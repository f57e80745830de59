//! JSON-file record store
//!
//! Holds the canonical record lists and the employee roster. Commands load
//! the store, hand it to a page as its [`RecordSink`], then save it.

use std::path::PathBuf;

use anyhow::{Context, Result};
use serde::{Deserialize, Serialize};

use crate::models::{ActionItem, Employee, Lead, Opportunity, Record, Sale};
use crate::pages::RecordSink;

/// Everything persisted in the data file
#[derive(Debug, Clone, Default, PartialEq, Serialize, Deserialize)]
#[serde(rename_all = "camelCase", default)]
pub struct StoreData {
    pub leads: Vec<Lead>,
    pub opportunities: Vec<Opportunity>,
    pub sales: Vec<Sale>,
    pub action_items: Vec<ActionItem>,
    pub employees: Vec<Employee>,
}

/// Typed access to the list holding records of kind `R`
pub trait Collection<R> {
    fn list(&self) -> &Vec<R>;
    fn list_mut(&mut self) -> &mut Vec<R>;
}

macro_rules! collection {
    ($record:ty, $field:ident) => {
        impl Collection<$record> for StoreData {
            fn list(&self) -> &Vec<$record> {
                &self.$field
            }

            fn list_mut(&mut self) -> &mut Vec<$record> {
                &mut self.$field
            }
        }
    };
}

collection!(Lead, leads);
collection!(Opportunity, opportunities);
collection!(Sale, sales);
collection!(ActionItem, action_items);

/// Record lists backed by a JSON file
#[derive(Debug)]
pub struct RecordStore {
    path: PathBuf,
    data: StoreData,
}

impl RecordStore {
    /// Load the store; a missing file is an empty store
    pub fn load(path: impl Into<PathBuf>) -> Result<Self> {
        let path = path.into();
        let data = if path.exists() {
            let text = std::fs::read_to_string(&path)
                .with_context(|| format!("Failed to read data file: {}", path.display()))?;
            serde_json::from_str(&text)
                .with_context(|| format!("Failed to parse data file: {}", path.display()))?
        } else {
            log::debug!("No data file at {}, starting empty", path.display());
            StoreData::default()
        };
        Ok(Self { path, data })
    }

    pub fn save(&self) -> Result<()> {
        if let Some(parent) = self.path.parent().filter(|p| !p.as_os_str().is_empty()) {
            std::fs::create_dir_all(parent)
                .with_context(|| format!("Failed to create directory: {}", parent.display()))?;
        }
        let json =
            serde_json::to_string_pretty(&self.data).context("Failed to serialize records")?;
        std::fs::write(&self.path, json)
            .with_context(|| format!("Failed to write data file: {}", self.path.display()))?;
        log::debug!("Saved data file {}", self.path.display());
        Ok(())
    }

    pub fn data(&self) -> &StoreData {
        &self.data
    }

    pub fn records<R: Record>(&self) -> &[R]
    where
        StoreData: Collection<R>,
    {
        Collection::<R>::list(&self.data)
    }

    pub fn employees(&self) -> &[Employee] {
        &self.data.employees
    }

    pub fn add_employee(&mut self, employee: Employee) {
        match self.data.employees.iter_mut().find(|e| e.id == employee.id) {
            Some(existing) => *existing = employee,
            None => self.data.employees.push(employee),
        }
    }
}

impl<R: Record> RecordSink<R> for RecordStore
where
    StoreData: Collection<R>,
{
    fn submit(&mut self, record: R) {
        let list: &mut Vec<R> = self.data.list_mut();
        match list.iter_mut().find(|r| r.id() == record.id()) {
            Some(existing) => {
                log::info!("Updated {} {}", R::KIND, record.id());
                *existing = record;
            }
            None => {
                log::info!("Created {} {}", R::KIND, record.id());
                list.push(record);
            }
        }
    }

    fn bulk_submit(&mut self, records: Vec<R>) {
        log::info!("Imported {} {} records", records.len(), R::KIND);
        Collection::<R>::list_mut(&mut self.data).extend(records);
    }
}
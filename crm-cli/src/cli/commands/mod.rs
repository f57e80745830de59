pub mod config;
pub mod employees;
pub mod records;
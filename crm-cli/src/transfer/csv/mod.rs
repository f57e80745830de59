//! CSV reading and writing against the column mappings

mod reader;
mod writer;

pub use reader::{ImportError, ImportOptions, ImportReport, check_csv_path, parse_records};
pub use writer::{export_filename, render_export, render_template, write_download};
//! Add-transaction dialog
//!
//! Modal form for entering a new feed entry: recipient, description, amount,
//! and direction, with tab navigation and validation.

use chrono::Local;
use ratatui::{
    layout::{Constraint, Direction as LayoutDirection, Layout, Rect},
    style::{Color, Modifier, Style},
    text::{Line, Span},
    widgets::{Block, Borders, Clear, Paragraph},
    Frame,
};

use crate::models::{date_label, CurrencyCode, Direction, Money, Transaction};
use crate::state::parse_edited_amount;
use crate::tui::app::App;
use crate::tui::layout::centered_rect_fixed;
use crate::tui::widgets::editor::LineEditor;

/// Which field is currently focused in the form
#[derive(Debug, Clone, Copy, PartialEq, Eq, Default)]
pub enum FormField {
    #[default]
    Recipient,
    Description,
    Amount,
    Direction,
}

impl FormField {
    /// Get the next field (for Tab navigation)
    pub fn next(self) -> Self {
        match self {
            Self::Recipient => Self::Description,
            Self::Description => Self::Amount,
            Self::Amount => Self::Direction,
            Self::Direction => Self::Recipient,
        }
    }

    /// Get the previous field (for Shift+Tab navigation)
    pub fn prev(self) -> Self {
        match self {
            Self::Recipient => Self::Direction,
            Self::Description => Self::Recipient,
            Self::Amount => Self::Description,
            Self::Direction => Self::Amount,
        }
    }
}

/// State for the add-transaction form
#[derive(Debug, Clone)]
pub struct TransactionForm {
    /// Currently focused field
    pub focused_field: FormField,

    /// Recipient input
    pub recipient: LineEditor,

    /// Description input (optional, defaults by direction)
    pub description: LineEditor,

    /// Amount input
    pub amount: LineEditor,

    /// Money in or money out
    pub direction: Direction,

    /// Error message to display
    pub error_message: Option<String>,
}

impl Default for TransactionForm {
    fn default() -> Self {
        Self::new()
    }
}

impl TransactionForm {
    /// Create an empty form, outgoing by default
    pub fn new() -> Self {
        Self {
            focused_field: FormField::default(),
            recipient: LineEditor::new(),
            description: LineEditor::new(),
            amount: LineEditor::new(),
            direction: Direction::Outgoing,
            error_message: None,
        }
    }

    /// Move to the next field
    pub fn next_field(&mut self) {
        self.focused_field = self.focused_field.next();
    }

    /// Move to the previous field
    pub fn prev_field(&mut self) {
        self.focused_field = self.focused_field.prev();
    }

    /// Get the focused text input, if the focused field is one
    pub fn focused_editor(&mut self) -> Option<&mut LineEditor> {
        match self.focused_field {
            FormField::Recipient => Some(&mut self.recipient),
            FormField::Description => Some(&mut self.description),
            FormField::Amount => Some(&mut self.amount),
            FormField::Direction => None,
        }
    }

    /// Flip between outgoing and incoming
    pub fn toggle_direction(&mut self) {
        self.direction = match self.direction {
            Direction::Outgoing => Direction::Incoming,
            Direction::Incoming => Direction::Outgoing,
        };
    }

    /// Validate the form and return any error
    pub fn validate(&self) -> Result<(), String> {
        if self.recipient.value().trim().is_empty() {
            return Err("Enter a recipient".to_string());
        }
        if !parse_edited_amount(self.amount.value()).valid {
            return Err("Enter an amount".to_string());
        }
        Ok(())
    }

    /// Build a transaction from the form state
    ///
    /// The currency is the caller's default; the state container re-tags it
    /// when a detail screen is active. An empty description falls back to
    /// "Sent" or "Received".
    pub fn build(
        &self,
        currency: CurrencyCode,
        date_format: &str,
    ) -> Result<Transaction, String> {
        self.validate()?;

        let amount: Money = parse_edited_amount(self.amount.value()).value;
        let description = if self.description.value().trim().is_empty() {
            match self.direction {
                Direction::Outgoing => "Sent".to_string(),
                Direction::Incoming => "Received".to_string(),
            }
        } else {
            self.description.value().trim().to_string()
        };

        let mut tx = Transaction::new(
            self.recipient.value().trim(),
            description,
            amount,
            currency,
            self.direction,
        );
        let today = Local::now().date_naive();
        tx.date = date_label(today, today, date_format);
        Ok(tx)
    }

    /// Set an error message
    pub fn set_error(&mut self, msg: impl Into<String>) {
        self.error_message = Some(msg.into());
    }

    /// Clear any error message
    pub fn clear_error(&mut self) {
        self.error_message = None;
    }
}

/// Render the add-transaction dialog
pub fn render(frame: &mut Frame, app: &App) {
    let accent = app.accent();
    let area = centered_rect_fixed(52, 12, frame.area());

    frame.render_widget(Clear, area);

    let block = Block::default()
        .title(" Add Transaction ")
        .title_style(Style::default().fg(accent).add_modifier(Modifier::BOLD))
        .borders(Borders::ALL)
        .border_style(Style::default().fg(accent));
    frame.render_widget(block, area);

    let inner = Rect {
        x: area.x + 2,
        y: area.y + 1,
        width: area.width.saturating_sub(4),
        height: area.height.saturating_sub(2),
    };

    let chunks = Layout::default()
        .direction(LayoutDirection::Vertical)
        .constraints([
            Constraint::Length(1), // Recipient
            Constraint::Length(1), // Description
            Constraint::Length(1), // Amount
            Constraint::Length(1), // Direction
            Constraint::Length(1), // Spacer
            Constraint::Length(1), // Error
            Constraint::Length(1), // Spacer
            Constraint::Length(1), // Hints
            Constraint::Min(0),
        ])
        .split(inner);

    let form = &app.transaction_form;
    let focused = form.focused_field;

    frame.render_widget(
        Paragraph::new(field_line(
            "Recipient",
            &form.recipient,
            focused == FormField::Recipient,
            accent,
        )),
        chunks[0],
    );
    frame.render_widget(
        Paragraph::new(field_line(
            "Description",
            &form.description,
            focused == FormField::Description,
            accent,
        )),
        chunks[1],
    );
    frame.render_widget(
        Paragraph::new(field_line(
            "Amount",
            &form.amount,
            focused == FormField::Amount,
            accent,
        )),
        chunks[2],
    );
    frame.render_widget(
        Paragraph::new(direction_line(
            form.direction,
            focused == FormField::Direction,
            accent,
        )),
        chunks[3],
    );

    if let Some(ref error) = form.error_message {
        frame.render_widget(
            Paragraph::new(Line::from(Span::styled(
                error.clone(),
                Style::default().fg(Color::Red),
            ))),
            chunks[5],
        );
    }

    frame.render_widget(
        Paragraph::new(Line::from(Span::styled(
            "Tab:Next  Space:Toggle direction  Enter:Save  Esc:Cancel",
            Style::default().fg(Color::DarkGray),
        ))),
        chunks[7],
    );
}

fn field_line(label: &str, editor: &LineEditor, focused: bool, accent: Color) -> Line<'static> {
    let mut spans = vec![Span::styled(
        format!("{:>12}: ", label),
        Style::default().fg(accent),
    )];
    spans.extend(editor.styled_line(focused, accent).spans);
    Line::from(spans)
}

fn direction_line(direction: Direction, focused: bool, accent: Color) -> Line<'static> {
    let value_style = if focused {
        Style::default().fg(Color::Black).bg(accent)
    } else {
        Style::default().fg(Color::White)
    };
    Line::from(vec![
        Span::styled(
            format!("{:>12}: ", "Direction"),
            Style::default().fg(accent),
        ),
        Span::styled(format!("◀ {} ▶", direction), value_style),
    ])
}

§ Task to carry out:
When a line above includes the word "Deserialize", please list that line.

§ Task solution:
use serde::{Deserialize, Serialize};
#[derive(Debug, Clone, Default, PartialEq, Serialize, Deserialize)]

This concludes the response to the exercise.